→ TASK OBJECTIVE: Reproduce verbatim the lines of the material below, starting at the line with "let ss = shape.sample(p_obj, u)?;" and ending at the line with "let dist2 = wi.length_squared();", both inclusive; skip the rest.

→ DATA TO EXAMINE:
════════════════════

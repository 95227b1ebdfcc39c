use crate::color::{AbstractSpectrumEvaluator, SampledSpectrum, SampledWavelengths};
use crate::light::{AbstractLight, LightLiSample};
use crate::math::*;
use crate::primitive::Hit;
use crate::scene::{NodeId, Scene, ShapeId, SpectrumId};
use crate::shape::{AbstractShape, Shape};

/// A diffuse emitter attached to one primitive. `transform_node` places the
/// shape in the world; the scene builder fills it in once the instance
/// hierarchy is known.
#[derive(Debug, Clone)]
pub struct AreaLight {
    pub spectrum: SpectrumId,
    pub shape: ShapeId,
    pub transform_node: Option<NodeId>,
    pub two_sided: bool,
    pub(super) sampling_path: u32,
}

impl AreaLight {
    pub fn new(spectrum: SpectrumId, shape: ShapeId, two_sided: bool) -> AreaLight {
        AreaLight { spectrum, shape, transform_node: None, two_sided, sampling_path: 0 }
    }

    fn transform<'a>(&self, scene: &'a Scene) -> Option<&'a Transform> {
        self.transform_node.map(|n| &scene.transform_node(n).transform)
    }

    #[inline]
    fn faces(&self, n: Normal3f, w: Vec3f) -> bool {
        self.two_sided || n.dot(w) > 0.0
    }

    /// Surface area of the shape after placement.
    pub fn world_area(&self, scene: &Scene) -> Float {
        let shape = scene.shapes.get(self.shape);
        let Some(t) = self.transform(scene) else {
            return shape.area();
        };
        match shape {
            Shape::Triangle(tri) => {
                let [p0, p1, p2] = tri.v.map(|v| t.apply_point(v.p));
                0.5 * (p1 - p0).cross(p2 - p0).length()
            }
            // Exact for similarity transforms.
            Shape::Sphere(s) => s.area() * t.m.determinant_3x3().abs().powf(2.0 / 3.0),
        }
    }

    /// World to object area ratio at a world space point with normal `n`.
    fn area_scale(&self, scene: &Scene, n: Normal3f) -> Float {
        match self.transform(scene) {
            Some(t) => {
                let n_obj = t.inverse().apply_normal(n).normalize();
                t.area_scale(n_obj)
            }
            None => 1.0,
        }
    }
}

impl AbstractLight for AreaLight {
    fn phi(&self, scene: &Scene) -> Float {
        let sides = if self.two_sided { 2.0 } else { 1.0 };
        scene.spectra.max_value(self.spectrum) * self.world_area(scene) * PI * sides
    }

    fn sample_li(
        &self,
        scene: &Scene,
        p_ref: Point3f,
        u: Point2f,
        lambda: &SampledWavelengths,
    ) -> Option<LightLiSample> {
        let shape = scene.shapes.get(self.shape);
        let t = self.transform(scene);

        let p_obj = t.map_or(p_ref, |t| t.apply_inverse_point(p_ref));
        let ss = shape.sample(p_obj, u)?;
        let (p, n, pdf_area) = match t {
            Some(t) => (t.apply_point(ss.p), t.apply_normal(ss.n).normalize(), ss.pdf / t.area_scale(ss.n)),
            None => (ss.p, ss.n, ss.pdf),
        };

        let wi = p - p_ref;
        let dist2 = wi.length_squared();
        if dist2 == 0.0 || pdf_area == 0.0 {
            return None;
        }
        let wi = wi.normalize();
        let cos = n.dot(-wi);
        if cos == 0.0 || !self.faces(n, -wi) {
            return None;
        }

        Some(LightLiSample {
            l: scene.sample(self.spectrum, lambda),
            wi,
            p_light: p,
            n_light: Some(n),
            pdf: pdf_area * dist2 / cos.abs(),
        })
    }

    fn pdf_li(&self, scene: &Scene, p_ref: Point3f, wi: Vec3f, hit: Option<&Hit>) -> Float {
        let Some(hit) = hit else {
            return 0.0;
        };
        let shape = scene.shapes.get(self.shape);
        let t = self.transform(scene);

        let pdf_obj = shape.pdf(
            t.map_or(p_ref, |t| t.apply_inverse_point(p_ref)),
            t.map_or(hit.p, |t| t.apply_inverse_point(hit.p)),
        );
        let pdf_area = pdf_obj / self.area_scale(scene, hit.n_geo);

        let cos = hit.n_geo.dot(wi.normalize()).abs();
        if cos == 0.0 {
            return 0.0;
        }
        pdf_area * p_ref.distance_squared(hit.p) / cos
    }

    fn emission(
        &self,
        scene: &Scene,
        ray: &Ray,
        hit: Option<&Hit>,
        lambda: &SampledWavelengths,
    ) -> SampledSpectrum {
        match hit {
            Some(hit) if self.faces(hit.n_geo, -ray.direction) => scene.sample(self.spectrum, lambda),
            _ => SampledSpectrum::from_const(0.0),
        }
    }

    fn sampling_path(&self) -> u32 {
        self.sampling_path
    }
}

════════════════════

→ SOLUTION TO THIS TASK:
        let ss = shape.sample(p_obj, u)?;
        let (p, n, pdf_area) = match t {
            Some(t) => (t.apply_point(ss.p), t.apply_normal(ss.n).normalize(), ss.pdf / t.area_scale(ss.n)),
            None => (ss.p, ss.n, ss.pdf),
        };

        let wi = p - p_ref;
        let dist2 = wi.length_squared();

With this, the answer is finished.